▽ 商人の船
マウリヤが用意してくれたルウとステラの部屋は続き部屋になっていた。いち早くそれに気づいたステラが、まくらを持ってルウの部屋に飛んできた。二人は仲良く寝支度をしている最中だ。
「そういえば、お家の方はちゃんと説得できたの?」
今までは一人部屋で寂しかったのか、ルウは楽しそうにステラの髪をとかしていた。ステラもベッドの端に脚を投げ出して、うきうきしながらぶらぶらと動かしていた。
「うん。なんかみんな『やっぱり』って顔してた。家のことは何も心配いらないよ、ってお兄ちゃんも言ってくれた」
「お兄さんがいるの?」
「アタシのお母さんが結婚する前の奥さんの子。腹違いってやつ」
貴族の間ではよくあることなのか、ステラは大して気にしたふうでもなく言った。
「そう……。でも、仲良しなんだね。羨ましい」
ルウはブラシをナイトテーブルに置き、ステラの髪を三つ編みにしはじめた。こうすると寝ぐせがつきにくい。教えてくれたのは、ルウの母だった。
「でも、ルウには大切な人がいっぱいいるんでしょ? レスターに聞いたよ」
「うん。ステラも大切な人。だから私は寂しいと思ったことはないよ」
ステラは照れたのか、口元をむずむずさせた。ルウが髪をいじり終わると、ステラはベッドから跳ねおりた。
「ねえ! せっかくだからそのドレス、着てみてよ!」
ステラは真ん中のテーブルに広げられたドレスを指さした。ルウが部屋に入ったときに置かれていたものだ。マウリヤが、ルウにはじめて会ったときのことを覚えてくれていたのだろう。膝丈のワンピースタイプで、腰から裾にかけて重なった生地は淡い青から緑のグラデーションになっていた。

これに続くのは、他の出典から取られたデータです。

pub mod bucket;
pub mod calendar;
pub mod cli;
pub mod config;
pub mod datetime;
pub mod event;
pub mod form;
pub mod grid;
pub mod layout;
pub mod navigation;
pub mod render;
pub mod storage;
pub mod store;

use std::ffi::OsString;

use anyhow::{
  Context,
  anyhow
};
use clap::Parser;
use tracing::{
  debug,
  info,
  warn
};

use crate::calendar::{
  Calendar,
  CalendarOptions,
  EventChange
};
use crate::cli::{
  Command,
  EventArgs
};
use crate::form::EventForm;
use crate::navigation::ViewMode;
use crate::render::Renderer;
use crate::storage::FileStore;

#[tracing::instrument(skip_all)]
pub fn run(
  raw_args: Vec<OsString>
) -> anyhow::Result<()> {
  let cli =
    cli::GlobalCli::parse_from(raw_args);

  cli::init_tracing(
    cli.verbose,
    cli.quiet
  )?;

  info!(
    verbose = cli.verbose,
    quiet = cli.quiet,
    "starting calgrid"
  );

  let mut cfg = config::Config::load(
    cli.calrc.as_deref()
  )?;
  cfg.apply_overrides(
    cli
      .rc_overrides
      .into_iter()
      .map(|kv| (kv.key, kv.value))
  );

  let data_dir = cfg
    .data_dir(cli.data.as_deref())
    .context(
      "failed to resolve data \
       directory"
    )?;

  let storage =
    FileStore::open(&data_dir)
      .with_context(|| {
        format!(
          "failed to open storage at {}",
          data_dir.display()
        )
      })?;

  let mut calendar = Calendar::open(
    storage,
    CalendarOptions {
      initial_view: cfg.initial_view(),
      storage_key: cfg.storage_key(),
      hour_height: cfg.hour_height(),
      ..CalendarOptions::default()
    }
  );
  calendar.subscribe(
    |change: &EventChange| {
      match change {
        | EventChange::Added(event) => {
          info!(id = %event.id, "event added")
        }
        | EventChange::Updated {
          id,
          ..
        } => {
          info!(id = %id, "event updated")
        }
        | EventChange::Deleted { id } => {
          info!(id = %id, "event deleted")
        }
      }
    }
  );

  let renderer = Renderer::new(&cfg)?;
  dispatch(
    &mut calendar,
    &renderer,
    cli.command
  )?;

  info!("done");
  Ok(())
}

#[tracing::instrument(skip(
  calendar, renderer
))]
fn dispatch(
  calendar: &mut Calendar<FileStore>,
  renderer: &Renderer,
  command: Command
) -> anyhow::Result<()> {
  match command {
    | Command::Month { date } => {
      if let Some(raw) = date {
        calendar
          .navigation_mut()
          .set_anchor(
            datetime::parse_date(&raw)?
          );
      }
      calendar.set_view(ViewMode::Month);
      renderer
        .print_month(&calendar.month_view())
    }
    | Command::Week { date } => {
      if let Some(raw) = date {
        calendar
          .navigation_mut()
          .set_anchor(
            datetime::parse_date(&raw)?
          );
      }
      calendar.set_view(ViewMode::Week);
      renderer
        .print_week(&calendar.week_view())
    }
    | Command::List => {
      renderer
        .print_events(calendar.events())
    }
    | Command::Add(fields) => {
      let raw_start =
        fields.start.clone().ok_or_else(
          || anyhow!("--start is required")
        )?;
      let start =
        datetime::parse_datetime_local(
          &raw_start
        )?;
      let mut form =
        EventForm::blank(start);
      fill_form(&mut form, fields);
      let change =
        calendar.submit(&form)?;
      if let EventChange::Added(event) =
        &change
      {
        println!(
          "Created event {}",
          event.id
        );
      }
      Ok(())
    }
    | Command::Edit { id, fields } => {
      let Some(mut form) =
        calendar.edit_form(&id)
      else {
        warn!(id = %id, "edit for unknown event ignored");
        println!("No event {id}");
        return Ok(());
      };
      fill_form(&mut form, fields);
      calendar.submit(&form)?;
      println!("Updated event {id}");
      Ok(())
    }
    | Command::Delete { id } => {
      if calendar.delete(&id) {
        println!("Deleted event {id}");
      } else {
        println!("No event {id}");
      }
      Ok(())
    }
    | Command::Slot {
      date,
      y,
      scroll
    } => {
      let day =
        datetime::parse_date(&date)?;
      let at = calendar
        .slot_at(day, y, 0.0, scroll);
      debug!(%day, y, scroll, %at, "resolved slot");
      println!(
        "{}",
        datetime::to_datetime_local(&at)
      );
      Ok(())
    }
  }
}

fn fill_form(
  form: &mut EventForm,
  fields: EventArgs
) {
  if let Some(title) = fields.title {
    form.title = title;
  }
  if let Some(start) = fields.start {
    form.start = start;
  }
  if let Some(end) = fields.end {
    form.end = end;
  }
  if let Some(color) = fields.color {
    form.color = color;
  }
  if let Some(description) =
    fields.description
  {
    form.description = description;
  }
  if let Some(category) =
    fields.category
  {
    form.category = Some(category);
  }
}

「えーっと……着ても似合わないと思うんだよね。それに、こういう服はもっと特別なときに着たいから」
「そっかぁ、残念。それ、持ち歩くの?」
「ううん。一回戻って、家に置いてこようと思って」
「明日? アタシもついていって良いかな?」
「うーん、すぐに戻るから、ステラの見たいものを見る時間はないよ。それでも良い?」
「なぁんだ、ルウの知り合いに会えるとかじゃないんだ。じゃあやめとこ」
「また暇のあるときにね」
「楽しみにしてる。髪、ありがとう。もう寝るね」
「おやすみなさい」
「おやすみ!」
◆ ◆ ◆翌朝。
ルウを除いた三人は、舟番のカシミロの待つ船着き場へ向かった。天気は良好。吹いてくる風は、ほのかな潮のにおいを運んできた。いつか最近かいだにおいと少し違うにおいを、レスターは思いきり吸いこんだ。魚が食べたくなった。
「おお!! 待っとったぞ、お前さん達。出発の準備はとっくにできておる!」
停泊してある大きな船から、老人の声がした。わたわたとやって来て、一人の男性を紹介した。
「乗組員の頭領じゃ。ここにいる乗組員達は、再び船を走らせると聞いて喜んで集まった者達じゃよ」
たくましい肉体の四十代くらいの男性が、リオの方に歩いて握手を求めた。
「ホエルだ」
「……リオ」
リオはホエルと握手をした。ホエルは満足げに豪快な笑顔を浮かべた。
「大商人様が亡くなってからもこの船に乗れるなんて夢みたいだ。本当にありがとう。しかしこんな若いパトロンだなんてなぁ!」
「船を持つのは初めてなんだ。俺は何をしたら良い」
「あんた、探しものがあって世界を回ってるんだってな? だったら話は簡単。行き先を決めてくれれば良い。オレ達海の男は基本、船の上で生活するから宿代もいらない。ただし、貿易で儲けた金はすべてこちらがもらうことになる」
「都合良く運んでもらえさえすれば構わない。必要ならできるだけ支援もする」
「よし! 決まりだ。金にうるさい貴族よりよっぽど良い条件だね。もう出発はできるが、行き先は決まってるのかい」
あっさりと決まってしまった。海の男とやらは細かいことは気にしないものらしい。レスターとステラが船の方を見ると、船上で忙しく動く人影が見えた。結構な人数が集まったようで、マキナの父親の人柄を表したようだった。
「いや、まだ連れが一人いる。そいつが来てから決めるつもりだ」
「そうかい。じゃ、そのお連れさんのことは親父に任せてこっちに来な。船内を案内しよう」
「そうしなさい、そうしなさい。好きな船室を選んでくつろぐと良い。パトロンには失礼のないようにな」
カシミロは目尻に皺を寄せて笑った。長旅になりそうだと思うと、レスターはすでに吐き気がした。